Six at the beginning means: Seeking duration too hastily brings misfortune persistently. Nothing that would further.
Line 3
九三 不恆其德。或承之羞。貞吝。
Nine in the third place means: He who does not give duration to his character Meets with disgrace. Persistent humiliation.
Line 6
上六 振恆凶。
Six at the top means: Restlessness as an enduring condition brings misfortune.
Trigram Changes
Yilin Verse
日莫閉目,隨陽休息,箕子以之,乃受其福。
As the sun sets, the eyes close; following the yang, one rests. Jizi took this as his way and thereby received his blessing.
— Jiao Yanshou, Yilin (Forest of Changes), 1st century BCE
Commentary
Thunder above wind, Duration's steady rhythm, splits into fire above lake — Opposition's divergent visions.

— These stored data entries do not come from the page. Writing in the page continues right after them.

// =============================================================================
// Creating and inserting nodes
// =============================================================================

impl HTMLParser {
    /// [§ 13.2.6.1 Creating and inserting nodes](https://html.spec.whatwg.org/multipage/parsing.html#appropriate-place-for-inserting-a-node)
    ///
    /// "The appropriate place for inserting a node, optionally using a
    /// particular override target, is the position in an element returned by
    /// running the following steps:"
    pub(super) fn appropriate_place_for_inserting(
        &self,
        override_target: Option<NodeId>,
    ) -> InsertionLocation {
        // STEP 1: "If there was an override target specified, then let target
        // be the override target. Otherwise, let target be the current node."
        let target = override_target
            .or_else(|| self.current_node())
            .unwrap_or(NodeId::ROOT);

        // STEP 2: "Determine the adjusted insertion location using the first
        // matching steps from the following list:"
        // "If foster parenting is enabled and target is a table, tbody, tfoot,
        // thead, or tr element"
        if self.foster_parenting
            && self.is_html_element_in(target, &["table", "tbody", "tfoot", "thead", "tr"])
        {
            return self.foster_parent_location();
        }

        // "Otherwise: Let adjusted insertion location be inside target, after
        // its last child (if any)."
        InsertionLocation {
            parent: target,
            before: None,
        }
    }

    /// [§ 13.2.6.1](https://html.spec.whatwg.org/multipage/parsing.html#foster-parent)
    fn foster_parent_location(&self) -> InsertionLocation {
        // "Let last template be the last template element in the stack of open
        // elements, if any."
        let last_template = self
            .stack_of_open_elements
            .iter()
            .rposition(|&id| self.is_html_element(id, "template"));
        // "Let last table be the last table element in the stack of open
        // elements, if any."
        let last_table = self
            .stack_of_open_elements
            .iter()
            .rposition(|&id| self.is_html_element(id, "table"));

        match (last_template, last_table) {
            // "If there is a last template and either there is no last table,
            // or there is one, but last template is lower (more recently added)
            // than last table in the stack of open elements, then: let adjusted
            // insertion location be inside last template's template contents,
            // after its last child (if any), and abort these steps."
            (Some(template), table) if table.is_none_or(|table| template > table) => {
                InsertionLocation {
                    parent: self.stack_of_open_elements[template],
                    before: None,
                }
            }
            // "If there is no last table, then let adjusted insertion location
            // be inside the first element in the stack of open elements (the
            // html element), after its last child (if any), and abort these
            // steps. (fragment case)"
            (_, None) => InsertionLocation {
                parent: self
                    .stack_of_open_elements
                    .first()
                    .copied()
                    .unwrap_or(NodeId::ROOT),
                before: None,
            },
            (_, Some(table_index)) => {
                let table = self.stack_of_open_elements[table_index];
                // "If last table has a parent node, then let adjusted insertion
                // location be inside last table's parent node, immediately
                // before last table, and abort these steps."
                if let Some(parent) = self.tree.parent(table) {
                    return InsertionLocation {
                        parent,
                        before: Some(table),
                    };
                }
                // "Let previous element be the element immediately above last
                // table in the stack of open elements. Let adjusted insertion
                // location be inside previous element, after its last child."
                InsertionLocation {
                    parent: self.stack_of_open_elements[table_index.saturating_sub(1)],
                    before: None,
                }
            }
        }
    }

    /// Insert `node` at `location`.
    pub(super) fn insert_at(&mut self, location: InsertionLocation, node: NodeId) {
        match location.before {
            Some(reference) => self.tree.insert_before(location.parent, node, reference),
            None => self.tree.append_child(location.parent, node),
        }
    }

    /// [§ 13.2.6.1 Insert a character](https://html.spec.whatwg.org/multipage/parsing.html#insert-a-character)
    pub(super) fn insert_character(&mut self, c: char) {
        // STEP 1: "Let data be the characters passed to the algorithm"
        // STEP 2: "Let the adjusted insertion location be the appropriate place
        // for inserting a node."
        let location = self.appropriate_place_for_inserting(None);

        // STEP 3: "If the adjusted insertion location is inside a Document
        // node, then return."
        if location.parent == NodeId::ROOT {
            return;
        }

        // STEP 4: "If there is a Text node immediately before the adjusted
        // insertion location, then append data to that Text node's data."
        let previous = match location.before {
            Some(reference) => self.tree.prev_sibling(reference),
            None => self.tree.last_child(location.parent),
        };
        if let Some(text) = previous
            && self.tree.as_text(text).is_some()
        {
            let mut buffer = [0; 4];
            self.tree.append_text(text, c.encode_utf8(&mut buffer));
            return;
        }

        // "Otherwise, create a new Text node whose data is data and whose node
        // document is the same as that of the element in which the adjusted
        // insertion location finds itself, and insert the newly created node
        // at the adjusted insertion location."
        let mut buffer = [0; 4];
        let text = self.tree.new_text(c.encode_utf8(&mut buffer));
        self.insert_at(location, text);
    }

    /// [§ 13.2.6.1 Insert a comment](https://html.spec.whatwg.org/multipage/parsing.html#insert-a-comment)
    ///
    /// "Let data be the data given in the comment token being processed. If
    /// position was specified, then let the adjusted insertion location be
    /// position. Otherwise, let adjusted insertion location be the appropriate
    /// place for inserting a node."
    pub(super) fn insert_comment(&mut self, data: &str) {
        let location = self.appropriate_place_for_inserting(None);
        let comment = self.tree.new_comment(data);
        self.insert_at(location, comment);
    }

    /// Insert a comment as the last child of `parent`.
    /// Used for the Document ("as the last child of the Document object") and
    /// the html element ("as the last child of the first element in the stack
    /// of open elements").
    pub(super) fn insert_comment_in(&mut self, parent: NodeId, data: &str) {
        let comment = self.tree.new_comment(data);
        self.tree.append_child(parent, comment);
    }

    /// [§ 13.2.6.1 Create an element for a token](https://html.spec.whatwg.org/multipage/parsing.html#create-an-element-for-the-token)
    ///
    /// Creates a detached element. Attributes with a namespace prefix keep
    /// their qualified name (`xlink:href`).
    pub(super) fn create_element_for_token(&mut self, tag: &Tag, namespace: Namespace) -> NodeId {
        let mut attrs = AttributesMap::with_capacity(tag.attributes.len());
        for attribute in &tag.attributes {
            let _ = attrs
                .entry(attribute.qualified_name())
                .or_insert_with(|| attribute.value.clone());
        }
        self.tree.create_element(&tag.name, namespace, attrs)
    }

    /// [§ 13.2.6.1 Insert a foreign element](https://html.spec.whatwg.org/multipage/parsing.html#insert-a-foreign-element)
    ///
    /// "1. Let the adjusted insertion location be the appropriate place for
    /// inserting a node. 2. Let element be the result of creating an element
    /// for the token in the given namespace, with the intended parent being
    /// the element in which the adjusted insertion location finds itself.
    /// 3. ... insert element at the adjusted insertion location. 4. Push
    /// element onto the stack of open elements so that it is the new current
    /// node. 5. Return element."
    pub(super) fn insert_foreign_element(&mut self, tag: &Tag, namespace: Namespace) -> NodeId {
        let location = self.appropriate_place_for_inserting(None);
        let element = self.create_element_for_token(tag, namespace);
        self.insert_at(location, element);
        self.stack_of_open_elements.push(element);
        element
    }

    /// [§ 13.2.6.1 Insert an HTML element](https://html.spec.whatwg.org/multipage/parsing.html#insert-an-html-element)
    ///
    /// "When the steps below require the user agent to insert an HTML element
    /// for a token, the user agent must insert a foreign element for the token,
    /// in the HTML namespace."
    pub(super) fn insert_html_element(&mut self, tag: &Tag) -> NodeId {
        self.insert_foreign_element(tag, Namespace::Html)
    }

    /// Insert a void element: insert, then immediately pop it and acknowledge
    /// the self-closing flag.
    pub(super) fn insert_void_html_element(&mut self, tag: &Tag) {
        let _ = self.insert_html_element(tag);
        let _ = self.pop_current_node();
        self.acknowledge_self_closing_flag();
    }

    pub(super) const fn acknowledge_self_closing_flag(&mut self) {
        self.self_closing_acknowledged = true;
    }

    /// Add the token's attributes that `element` does not already have
    /// (`<html>` and `<body>` start tags in "in body").
    pub(super) fn merge_missing_attributes(&mut self, element: NodeId, tag: &Tag) {
        if let Some(data) = self.tree.as_element_mut(element) {
            for attribute in &tag.attributes {
                let _ = data
                    .attrs
                    .entry(attribute.name.clone())
                    .or_insert_with(|| attribute.value.clone());
            }
        }
    }

    /// [§ 13.2.6.2 Parsing elements that contain only text](https://html.spec.whatwg.org/multipage/parsing.html#generic-rcdata-element-parsing-algorithm)
    ///
    /// "The generic raw text element parsing algorithm and the generic RCDATA
    /// element parsing algorithm consist of the following steps:
    /// 1. Insert an HTML element for the token.
    /// 2. If the algorithm that was invoked is the generic raw text element
    ///    parsing algorithm, switch the tokenizer to the RAWTEXT state;
    ///    otherwise the algorithm invoked was the generic RCDATA element
    ///    parsing algorithm, switch the tokenizer to the RCDATA state.
    /// 3. Let the original insertion mode be the current insertion mode.
    /// 4. Then, switch the insertion mode to "text"."
    pub(super) fn parse_text_element(&mut self, tag: &Tag, state: TokenizerState) {
        let _ = self.insert_html_element(tag);
        self.tokenizer.set_state(state);
        self.original_insertion_mode = Some(self.insertion_mode);
        self.insertion_mode = InsertionMode::Text;
    }

    /// "Follow the generic RCDATA element parsing algorithm."
    pub(super) fn parse_rcdata_element(&mut self, tag: &Tag) {
        self.parse_text_element(tag, TokenizerState::RCDATA);
    }

    /// "Follow the generic raw text element parsing algorithm."
    pub(super) fn parse_raw_text_element(&mut self, tag: &Tag) {
        self.parse_text_element(tag, TokenizerState::RAWTEXT);
    }
}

At dusk one closes the eyes and follows the sun to rest; the Viscount of Ji took this path and thereby received his blessings. Jizi, uncle of the tyrant Zhou of Shang, feigned madness and submitted to slavery to survive the corrupt court. His 'closing the eyes at dusk' is the wisdom of strategic self-concealment — resting when darkness falls rather than fighting it. By enduring through Opposition's contradictions, he preserved himself for the dawn after the dynasty's fall. From Duration to Opposition, the fire and lake pull apart, yet Jizi's patient endurance within that tension earned him survival and eventual honor when King Wu enfeoffed him at Joseon.